Ce livre évoque explicitement la nécessité de définir les frontières maritimes internationales afin que les États côtiers, principalement ceux de la mer Méditerranée et en particulier ceux de ses eaux les plus orientales, soient plus libres d’exploiter en sécurité et efficacement les ressources au large de leurs côtes respectives. Il existe également une croyance implicite dans l’État de droit, dans l’immuabilité de la science et dans le devoir de tous les gouvernements responsables de rechercher le règlement pacifique des différends. En résumé, en tant qu’espèce, nous sommes arrivés au point où nous disposons maintenant des lois, des précédents et des procédures nécessaires pour résoudre de manière équitable et fiable la quasi-totalité des différends relatifs aux frontières maritimes du monde. Ce degré de certitude est rendu possible par les progrès technologiques qui ont révolutionné les domaines de la cartographie de précision et des logiciels de traitement des données. Les solutions sont disponibles pour résoudre des litiges vieux de plusieurs décennies, voire de plusieurs siècles. Mais cela ne peut se faire que si les États concernés respectent leurs obligations, sans prendre les armes, donc en utilisant les outils juridiques et diplomatiques à leur disposition.

Ces litiges ne sont en aucun cas dépourvus de conséquences. Tout d’abord, les 21 États qui bordent la Méditerranée ont une population totale de quelque 516 millions d’habitants, un nombre considérable si l’on considère ceux correspondants, par exemple, à la Russie (146 millions), aux États-Unis (329 millions) ou même à l’ensemble de l’Union européenne (513 millions). De plus, la plupart des pays méditerranéens sont en proie à la pauvreté et aux inégalités, aussi l’émergence d’un secteur énergétique prospère permettrait d’améliorer sensiblement la vie de centaines de millions de personnes. Enfin, le règlement du conflit sur les frontières maritimes permettrait d’ouvrir de vastes étendues de fonds marins aux entreprises pétrolières et gazières, ainsi qu’à d’autres secteurs comme l’exploitation minière,à des fins d’exploration et d’exploitation. Etant donné que les ZEE des 21 États côtiers contiennent un total de 67 volcans, dont la présence indique souvent l’existence de gisements variés allant du nickel aux diamants, en passant par l’or, alors le potentiel minier serait une opportunité sans précédent pour la région.

Les États de cette région sont liés par une géographie, une géologie et une appartenance commune aux Nations unies, à l’esprit de coopération incarné par le Processus de Barcelone (notamment le lancement du partenariat euro-méditerranéen en 1995), à la conférence des ministres de l’énergie à Trieste en 1996 et à la création en 2008 de l’Union pour la Méditerranée (UpM).
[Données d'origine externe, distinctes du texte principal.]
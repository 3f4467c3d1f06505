//! Small filesystem helpers shared by the config store and the cache.

use std::io::{self, Write};
use std::path::Path;
use tempfile::NamedTempFile;

/// Atomically replace `path` with `data`.
///
/// The bytes go to a temp file in the same directory which is then renamed
/// over the target, so a concurrent reader sees either the old file or the
/// new one. The parent directory is created when missing.
pub fn atomic_write(path: &Path, data: &[u8]) -> io::Result<()> {
    let dir = match path.parent() {
        Some(parent) if !parent.as_os_str().is_empty() => parent,
        _ => Path::new("."),
    };
    std::fs::create_dir_all(dir)?;
    let mut tmp = NamedTempFile::new_in(dir)?;
    tmp.write_all(data)?;
    tmp.flush()?;
    tmp.persist(path).map_err(|e| e.error)?;
    Ok(())
}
Cette histoire commune donne aux 21 États côtiers et, par extension, à l’Union européenne tout entière, un intérêt collectif à promouvoir des conditions qui favorisent le commerce, les investissements et l’intégration économique transfrontalière. Par ailleurs, les sept États côtiers de la Méditerranée orientale abritent plus d’une vingtaine de centrales électriques fonctionnant au charbon,1 le plus polluant de tous les hydrocarbures, et un contributeur notoire au changement climatique mondial. Quand ces pays auront réglé leurs problèmes de frontières maritimes et commencé à produire du gaz naturel, le plus propre des hydrocarbures, la totalité ou la plupart desdites centrales à charbon pourraient être converties en ou remplacées par des installations au gaz, ce qui serait très bénéfique pour l’environnement à moyen et à long terme.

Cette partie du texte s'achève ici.